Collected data
----

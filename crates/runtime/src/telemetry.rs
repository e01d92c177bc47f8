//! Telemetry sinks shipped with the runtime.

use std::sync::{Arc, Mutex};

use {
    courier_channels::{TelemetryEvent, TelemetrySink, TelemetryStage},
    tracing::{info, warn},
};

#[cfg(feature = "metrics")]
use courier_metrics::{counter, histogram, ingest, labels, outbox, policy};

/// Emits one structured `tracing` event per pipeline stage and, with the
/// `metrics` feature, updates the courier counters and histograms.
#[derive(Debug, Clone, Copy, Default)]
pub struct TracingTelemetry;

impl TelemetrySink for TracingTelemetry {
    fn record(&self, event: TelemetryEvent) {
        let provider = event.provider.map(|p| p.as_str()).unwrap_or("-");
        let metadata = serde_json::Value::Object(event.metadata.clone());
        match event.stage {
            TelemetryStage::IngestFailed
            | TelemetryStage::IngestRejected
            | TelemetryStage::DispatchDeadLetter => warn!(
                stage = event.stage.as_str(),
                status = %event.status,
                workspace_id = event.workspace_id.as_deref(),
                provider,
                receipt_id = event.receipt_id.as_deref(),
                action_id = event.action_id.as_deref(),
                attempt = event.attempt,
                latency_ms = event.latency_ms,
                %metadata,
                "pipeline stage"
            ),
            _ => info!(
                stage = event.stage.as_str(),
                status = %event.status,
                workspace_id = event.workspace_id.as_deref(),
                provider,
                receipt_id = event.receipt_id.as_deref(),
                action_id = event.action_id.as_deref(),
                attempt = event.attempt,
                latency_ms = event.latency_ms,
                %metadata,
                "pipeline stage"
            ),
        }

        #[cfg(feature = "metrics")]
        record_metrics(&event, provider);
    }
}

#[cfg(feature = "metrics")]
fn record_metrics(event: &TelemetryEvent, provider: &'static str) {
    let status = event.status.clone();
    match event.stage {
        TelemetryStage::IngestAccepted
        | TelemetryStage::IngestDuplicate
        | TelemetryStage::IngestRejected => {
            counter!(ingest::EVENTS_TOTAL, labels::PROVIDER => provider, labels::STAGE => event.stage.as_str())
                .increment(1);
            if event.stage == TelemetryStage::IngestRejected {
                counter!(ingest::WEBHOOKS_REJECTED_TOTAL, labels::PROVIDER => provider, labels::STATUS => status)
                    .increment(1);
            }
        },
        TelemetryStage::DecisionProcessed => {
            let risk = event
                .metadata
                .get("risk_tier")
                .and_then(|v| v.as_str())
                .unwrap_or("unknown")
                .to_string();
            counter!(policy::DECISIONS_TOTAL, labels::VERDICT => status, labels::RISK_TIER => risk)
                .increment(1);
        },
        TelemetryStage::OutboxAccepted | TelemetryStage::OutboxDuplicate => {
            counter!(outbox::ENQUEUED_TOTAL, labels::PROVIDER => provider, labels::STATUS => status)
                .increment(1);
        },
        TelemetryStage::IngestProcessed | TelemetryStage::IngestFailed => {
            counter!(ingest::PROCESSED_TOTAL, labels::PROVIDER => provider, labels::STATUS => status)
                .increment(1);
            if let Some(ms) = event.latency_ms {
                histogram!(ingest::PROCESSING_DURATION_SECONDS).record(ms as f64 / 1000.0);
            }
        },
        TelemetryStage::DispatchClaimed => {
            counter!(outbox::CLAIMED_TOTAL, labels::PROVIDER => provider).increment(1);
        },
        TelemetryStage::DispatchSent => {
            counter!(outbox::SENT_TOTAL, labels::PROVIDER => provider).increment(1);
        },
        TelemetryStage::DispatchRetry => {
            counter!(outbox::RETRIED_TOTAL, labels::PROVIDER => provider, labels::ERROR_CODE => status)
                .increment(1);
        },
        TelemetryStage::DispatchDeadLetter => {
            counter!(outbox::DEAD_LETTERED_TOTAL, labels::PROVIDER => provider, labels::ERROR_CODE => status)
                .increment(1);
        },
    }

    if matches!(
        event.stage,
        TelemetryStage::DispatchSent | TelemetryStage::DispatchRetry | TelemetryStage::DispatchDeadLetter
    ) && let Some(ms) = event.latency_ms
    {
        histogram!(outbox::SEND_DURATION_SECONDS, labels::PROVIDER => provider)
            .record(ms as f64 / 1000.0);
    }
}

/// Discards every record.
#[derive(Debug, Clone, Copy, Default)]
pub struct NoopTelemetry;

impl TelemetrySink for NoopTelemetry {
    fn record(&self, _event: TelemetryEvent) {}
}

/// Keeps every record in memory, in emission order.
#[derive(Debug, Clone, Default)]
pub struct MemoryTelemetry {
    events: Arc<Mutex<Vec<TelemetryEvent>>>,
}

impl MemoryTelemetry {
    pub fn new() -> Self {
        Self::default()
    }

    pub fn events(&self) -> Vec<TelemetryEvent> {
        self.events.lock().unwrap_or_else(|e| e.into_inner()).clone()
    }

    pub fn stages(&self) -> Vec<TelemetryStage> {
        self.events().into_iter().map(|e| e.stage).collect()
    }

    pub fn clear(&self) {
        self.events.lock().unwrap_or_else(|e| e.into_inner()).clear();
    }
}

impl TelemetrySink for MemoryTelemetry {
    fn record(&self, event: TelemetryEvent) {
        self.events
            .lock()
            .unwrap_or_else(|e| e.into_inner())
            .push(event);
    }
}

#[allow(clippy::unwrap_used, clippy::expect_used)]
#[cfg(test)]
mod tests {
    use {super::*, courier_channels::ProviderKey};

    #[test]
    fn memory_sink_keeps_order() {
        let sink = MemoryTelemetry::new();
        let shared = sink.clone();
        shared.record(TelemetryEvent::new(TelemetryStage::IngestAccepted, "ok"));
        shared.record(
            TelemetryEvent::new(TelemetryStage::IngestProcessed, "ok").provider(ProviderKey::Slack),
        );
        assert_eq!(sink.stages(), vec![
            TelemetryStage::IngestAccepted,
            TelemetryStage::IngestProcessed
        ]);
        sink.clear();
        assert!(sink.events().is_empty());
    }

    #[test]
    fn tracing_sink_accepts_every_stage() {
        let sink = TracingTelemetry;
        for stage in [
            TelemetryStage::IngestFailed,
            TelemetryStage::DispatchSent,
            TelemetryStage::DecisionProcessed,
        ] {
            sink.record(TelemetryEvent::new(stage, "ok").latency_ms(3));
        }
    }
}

----

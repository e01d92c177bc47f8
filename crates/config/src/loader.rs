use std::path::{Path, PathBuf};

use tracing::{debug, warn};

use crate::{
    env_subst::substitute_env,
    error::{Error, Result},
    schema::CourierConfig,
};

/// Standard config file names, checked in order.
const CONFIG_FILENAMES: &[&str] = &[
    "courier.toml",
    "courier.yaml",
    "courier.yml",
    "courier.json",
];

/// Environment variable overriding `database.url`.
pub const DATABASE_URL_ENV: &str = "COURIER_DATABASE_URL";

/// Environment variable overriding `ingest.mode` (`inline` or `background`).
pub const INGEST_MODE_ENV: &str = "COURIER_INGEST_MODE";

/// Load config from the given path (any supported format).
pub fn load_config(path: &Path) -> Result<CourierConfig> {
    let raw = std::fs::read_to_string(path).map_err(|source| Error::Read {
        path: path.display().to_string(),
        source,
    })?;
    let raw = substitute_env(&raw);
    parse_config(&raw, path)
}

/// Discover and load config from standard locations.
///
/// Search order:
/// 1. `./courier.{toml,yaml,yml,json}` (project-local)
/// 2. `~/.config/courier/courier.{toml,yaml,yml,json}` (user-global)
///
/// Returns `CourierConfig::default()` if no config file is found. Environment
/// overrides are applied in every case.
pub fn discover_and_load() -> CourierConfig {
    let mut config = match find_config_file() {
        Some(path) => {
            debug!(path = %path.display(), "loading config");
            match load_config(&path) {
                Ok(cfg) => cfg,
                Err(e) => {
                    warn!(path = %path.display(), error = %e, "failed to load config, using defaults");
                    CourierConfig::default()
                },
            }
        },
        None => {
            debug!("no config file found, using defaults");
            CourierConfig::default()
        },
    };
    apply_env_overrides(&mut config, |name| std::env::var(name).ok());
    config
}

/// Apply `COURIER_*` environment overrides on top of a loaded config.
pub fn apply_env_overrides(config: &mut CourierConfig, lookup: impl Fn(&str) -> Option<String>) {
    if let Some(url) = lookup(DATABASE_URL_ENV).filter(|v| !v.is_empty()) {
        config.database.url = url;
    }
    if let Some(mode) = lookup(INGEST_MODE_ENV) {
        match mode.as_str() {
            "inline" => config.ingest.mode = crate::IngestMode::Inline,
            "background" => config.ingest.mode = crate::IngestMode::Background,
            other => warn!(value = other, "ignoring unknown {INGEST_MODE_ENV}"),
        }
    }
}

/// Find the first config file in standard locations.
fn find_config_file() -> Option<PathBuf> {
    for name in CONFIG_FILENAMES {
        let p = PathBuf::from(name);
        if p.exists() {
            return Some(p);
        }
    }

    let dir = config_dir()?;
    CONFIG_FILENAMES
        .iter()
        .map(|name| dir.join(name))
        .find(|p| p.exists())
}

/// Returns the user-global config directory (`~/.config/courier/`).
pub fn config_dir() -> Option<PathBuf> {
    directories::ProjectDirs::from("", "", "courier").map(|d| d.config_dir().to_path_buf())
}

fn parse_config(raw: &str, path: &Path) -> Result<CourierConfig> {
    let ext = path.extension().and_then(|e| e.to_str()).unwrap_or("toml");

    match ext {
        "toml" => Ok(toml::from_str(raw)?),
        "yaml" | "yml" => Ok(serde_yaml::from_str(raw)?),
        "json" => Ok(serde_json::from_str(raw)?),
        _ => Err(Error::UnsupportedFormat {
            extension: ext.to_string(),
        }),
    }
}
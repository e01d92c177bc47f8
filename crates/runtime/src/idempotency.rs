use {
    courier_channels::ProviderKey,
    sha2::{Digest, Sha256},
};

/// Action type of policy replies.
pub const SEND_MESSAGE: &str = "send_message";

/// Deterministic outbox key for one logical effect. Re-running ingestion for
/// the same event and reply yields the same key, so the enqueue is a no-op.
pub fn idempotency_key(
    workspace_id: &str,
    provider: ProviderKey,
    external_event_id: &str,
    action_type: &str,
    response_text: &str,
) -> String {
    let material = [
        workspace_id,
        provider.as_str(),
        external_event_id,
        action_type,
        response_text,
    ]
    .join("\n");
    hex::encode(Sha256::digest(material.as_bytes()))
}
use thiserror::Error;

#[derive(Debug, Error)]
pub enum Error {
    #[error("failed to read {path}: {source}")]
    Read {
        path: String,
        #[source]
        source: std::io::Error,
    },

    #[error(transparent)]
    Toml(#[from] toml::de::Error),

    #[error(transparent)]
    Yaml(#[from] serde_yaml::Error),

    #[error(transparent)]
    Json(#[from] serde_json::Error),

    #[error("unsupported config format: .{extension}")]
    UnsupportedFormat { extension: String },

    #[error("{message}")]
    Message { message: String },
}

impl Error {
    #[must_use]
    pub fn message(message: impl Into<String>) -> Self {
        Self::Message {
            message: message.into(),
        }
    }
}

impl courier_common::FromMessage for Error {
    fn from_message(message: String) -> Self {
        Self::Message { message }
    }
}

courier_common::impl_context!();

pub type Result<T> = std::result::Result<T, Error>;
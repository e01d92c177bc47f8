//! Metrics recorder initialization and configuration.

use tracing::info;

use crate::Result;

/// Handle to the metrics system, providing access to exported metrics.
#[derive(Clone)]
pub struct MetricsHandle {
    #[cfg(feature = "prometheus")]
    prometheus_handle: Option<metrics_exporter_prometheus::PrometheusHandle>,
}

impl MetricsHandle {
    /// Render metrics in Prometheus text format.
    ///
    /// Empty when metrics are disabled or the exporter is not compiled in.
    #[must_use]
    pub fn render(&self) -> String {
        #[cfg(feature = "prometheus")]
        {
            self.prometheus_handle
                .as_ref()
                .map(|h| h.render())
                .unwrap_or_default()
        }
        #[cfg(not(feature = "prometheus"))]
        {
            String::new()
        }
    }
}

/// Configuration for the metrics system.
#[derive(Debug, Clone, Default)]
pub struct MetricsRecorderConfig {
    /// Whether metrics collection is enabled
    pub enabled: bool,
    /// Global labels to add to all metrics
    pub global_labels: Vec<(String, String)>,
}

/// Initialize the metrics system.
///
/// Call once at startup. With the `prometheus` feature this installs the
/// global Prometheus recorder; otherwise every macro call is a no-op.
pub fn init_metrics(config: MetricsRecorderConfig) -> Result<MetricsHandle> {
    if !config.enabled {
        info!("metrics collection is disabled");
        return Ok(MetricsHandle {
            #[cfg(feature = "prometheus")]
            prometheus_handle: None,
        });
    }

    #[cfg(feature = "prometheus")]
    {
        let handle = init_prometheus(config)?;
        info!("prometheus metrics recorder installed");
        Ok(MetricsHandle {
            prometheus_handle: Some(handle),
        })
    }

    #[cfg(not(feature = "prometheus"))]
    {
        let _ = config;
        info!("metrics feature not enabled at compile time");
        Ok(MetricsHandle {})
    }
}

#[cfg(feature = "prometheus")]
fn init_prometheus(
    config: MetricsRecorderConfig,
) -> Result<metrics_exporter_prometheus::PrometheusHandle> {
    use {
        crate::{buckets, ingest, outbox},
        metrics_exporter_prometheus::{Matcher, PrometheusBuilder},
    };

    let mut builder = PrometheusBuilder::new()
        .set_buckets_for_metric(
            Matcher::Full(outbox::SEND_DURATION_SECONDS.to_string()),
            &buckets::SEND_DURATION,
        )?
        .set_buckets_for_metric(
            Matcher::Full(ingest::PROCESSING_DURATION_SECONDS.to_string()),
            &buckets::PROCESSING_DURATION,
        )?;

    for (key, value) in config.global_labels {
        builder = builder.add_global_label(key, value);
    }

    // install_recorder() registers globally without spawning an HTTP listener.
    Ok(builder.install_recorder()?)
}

----

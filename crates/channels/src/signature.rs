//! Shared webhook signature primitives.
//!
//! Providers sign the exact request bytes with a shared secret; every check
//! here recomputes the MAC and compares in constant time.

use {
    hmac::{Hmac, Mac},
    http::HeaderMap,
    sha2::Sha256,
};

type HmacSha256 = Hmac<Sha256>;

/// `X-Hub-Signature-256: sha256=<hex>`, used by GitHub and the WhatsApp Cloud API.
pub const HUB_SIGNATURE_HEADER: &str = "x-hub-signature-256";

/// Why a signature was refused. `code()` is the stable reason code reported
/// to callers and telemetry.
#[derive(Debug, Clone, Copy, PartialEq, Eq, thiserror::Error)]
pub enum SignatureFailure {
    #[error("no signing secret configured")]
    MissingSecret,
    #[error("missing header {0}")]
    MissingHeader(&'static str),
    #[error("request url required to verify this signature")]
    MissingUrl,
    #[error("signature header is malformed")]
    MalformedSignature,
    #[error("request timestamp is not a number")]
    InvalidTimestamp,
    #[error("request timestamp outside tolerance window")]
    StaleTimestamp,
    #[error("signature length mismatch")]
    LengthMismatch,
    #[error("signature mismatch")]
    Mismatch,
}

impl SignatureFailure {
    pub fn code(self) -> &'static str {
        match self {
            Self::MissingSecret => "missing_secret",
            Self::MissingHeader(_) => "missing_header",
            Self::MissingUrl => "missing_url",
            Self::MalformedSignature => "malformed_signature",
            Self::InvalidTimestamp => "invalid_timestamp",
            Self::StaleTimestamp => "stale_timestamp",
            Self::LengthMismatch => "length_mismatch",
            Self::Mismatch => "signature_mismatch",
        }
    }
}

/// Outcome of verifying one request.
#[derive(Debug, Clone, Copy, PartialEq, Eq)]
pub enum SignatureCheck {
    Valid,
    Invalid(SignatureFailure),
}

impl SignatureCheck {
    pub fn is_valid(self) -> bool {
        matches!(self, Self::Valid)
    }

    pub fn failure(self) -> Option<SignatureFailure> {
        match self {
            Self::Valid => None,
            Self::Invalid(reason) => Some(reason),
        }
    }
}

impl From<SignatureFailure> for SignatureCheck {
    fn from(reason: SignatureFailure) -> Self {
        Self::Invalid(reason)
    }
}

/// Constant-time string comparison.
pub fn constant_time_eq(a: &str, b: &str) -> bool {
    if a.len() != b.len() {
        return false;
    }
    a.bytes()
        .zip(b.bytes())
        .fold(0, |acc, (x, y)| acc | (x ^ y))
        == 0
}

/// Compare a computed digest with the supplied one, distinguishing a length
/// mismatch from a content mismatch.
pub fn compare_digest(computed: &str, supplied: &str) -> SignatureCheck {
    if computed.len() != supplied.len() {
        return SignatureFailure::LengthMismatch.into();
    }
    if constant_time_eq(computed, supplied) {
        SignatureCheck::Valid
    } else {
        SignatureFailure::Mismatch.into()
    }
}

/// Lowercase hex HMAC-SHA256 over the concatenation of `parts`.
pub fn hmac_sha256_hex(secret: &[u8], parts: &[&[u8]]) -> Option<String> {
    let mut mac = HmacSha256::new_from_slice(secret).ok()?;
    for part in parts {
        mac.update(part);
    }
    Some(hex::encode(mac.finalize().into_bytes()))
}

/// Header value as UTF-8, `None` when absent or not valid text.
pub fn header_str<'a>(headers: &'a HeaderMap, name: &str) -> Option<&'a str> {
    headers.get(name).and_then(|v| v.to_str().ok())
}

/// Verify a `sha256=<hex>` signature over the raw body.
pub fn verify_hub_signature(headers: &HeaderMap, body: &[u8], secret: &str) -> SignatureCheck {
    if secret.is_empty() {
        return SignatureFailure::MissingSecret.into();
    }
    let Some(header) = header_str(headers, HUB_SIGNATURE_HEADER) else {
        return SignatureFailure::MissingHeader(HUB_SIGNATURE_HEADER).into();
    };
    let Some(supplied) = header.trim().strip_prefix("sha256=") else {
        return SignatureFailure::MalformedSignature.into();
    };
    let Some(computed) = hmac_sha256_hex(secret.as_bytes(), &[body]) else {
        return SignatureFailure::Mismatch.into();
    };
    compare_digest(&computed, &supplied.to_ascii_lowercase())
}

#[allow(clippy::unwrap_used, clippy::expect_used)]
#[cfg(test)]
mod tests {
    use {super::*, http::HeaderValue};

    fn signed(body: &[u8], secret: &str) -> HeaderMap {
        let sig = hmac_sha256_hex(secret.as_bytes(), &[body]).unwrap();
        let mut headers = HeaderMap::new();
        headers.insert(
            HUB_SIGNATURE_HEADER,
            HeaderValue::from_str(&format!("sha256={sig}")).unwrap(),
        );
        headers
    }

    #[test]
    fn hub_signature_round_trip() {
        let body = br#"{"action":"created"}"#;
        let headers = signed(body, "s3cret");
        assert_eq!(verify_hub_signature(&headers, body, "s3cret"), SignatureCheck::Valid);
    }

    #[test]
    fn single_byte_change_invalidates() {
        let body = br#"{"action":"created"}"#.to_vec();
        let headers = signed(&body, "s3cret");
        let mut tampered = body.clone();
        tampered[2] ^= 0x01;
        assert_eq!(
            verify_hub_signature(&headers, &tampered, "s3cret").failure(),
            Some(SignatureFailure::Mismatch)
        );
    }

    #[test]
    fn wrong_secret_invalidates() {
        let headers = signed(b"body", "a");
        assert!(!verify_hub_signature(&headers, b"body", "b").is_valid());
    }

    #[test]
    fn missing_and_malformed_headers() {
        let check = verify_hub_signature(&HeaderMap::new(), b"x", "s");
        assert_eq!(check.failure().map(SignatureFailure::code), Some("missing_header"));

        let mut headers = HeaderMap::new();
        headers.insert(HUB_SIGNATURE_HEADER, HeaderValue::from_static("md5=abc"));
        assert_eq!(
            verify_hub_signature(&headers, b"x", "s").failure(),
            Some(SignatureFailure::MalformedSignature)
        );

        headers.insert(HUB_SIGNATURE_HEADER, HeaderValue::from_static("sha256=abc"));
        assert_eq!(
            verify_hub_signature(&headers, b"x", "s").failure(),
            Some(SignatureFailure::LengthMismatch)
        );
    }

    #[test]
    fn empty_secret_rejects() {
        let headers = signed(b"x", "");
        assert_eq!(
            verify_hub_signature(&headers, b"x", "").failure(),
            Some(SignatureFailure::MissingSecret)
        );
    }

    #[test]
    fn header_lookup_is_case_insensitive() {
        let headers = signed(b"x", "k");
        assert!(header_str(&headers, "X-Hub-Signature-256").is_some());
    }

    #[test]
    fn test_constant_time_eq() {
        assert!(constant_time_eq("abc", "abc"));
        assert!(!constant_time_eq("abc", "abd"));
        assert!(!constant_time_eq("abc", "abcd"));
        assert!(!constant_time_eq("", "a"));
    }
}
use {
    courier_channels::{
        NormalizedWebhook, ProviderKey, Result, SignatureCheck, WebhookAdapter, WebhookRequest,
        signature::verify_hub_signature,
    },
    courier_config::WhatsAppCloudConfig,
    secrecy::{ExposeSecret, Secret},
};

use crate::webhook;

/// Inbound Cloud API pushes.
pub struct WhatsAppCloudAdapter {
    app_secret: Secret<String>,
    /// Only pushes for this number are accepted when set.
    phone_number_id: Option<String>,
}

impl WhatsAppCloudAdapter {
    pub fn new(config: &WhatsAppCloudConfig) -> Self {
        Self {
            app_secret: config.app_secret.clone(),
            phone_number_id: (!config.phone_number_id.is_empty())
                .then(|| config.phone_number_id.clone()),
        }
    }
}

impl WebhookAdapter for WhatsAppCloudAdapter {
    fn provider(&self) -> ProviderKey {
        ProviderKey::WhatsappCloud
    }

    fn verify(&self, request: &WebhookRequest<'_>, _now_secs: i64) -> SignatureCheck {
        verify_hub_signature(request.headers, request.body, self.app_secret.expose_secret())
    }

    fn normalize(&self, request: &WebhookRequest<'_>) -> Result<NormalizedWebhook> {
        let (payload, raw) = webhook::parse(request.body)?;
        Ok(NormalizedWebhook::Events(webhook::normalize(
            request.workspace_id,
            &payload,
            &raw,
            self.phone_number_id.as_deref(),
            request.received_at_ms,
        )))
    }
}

----

What needs to be done:
Answer with one number only: how many lines above contain the word "PrometheusHandle".

Solution for this task:
2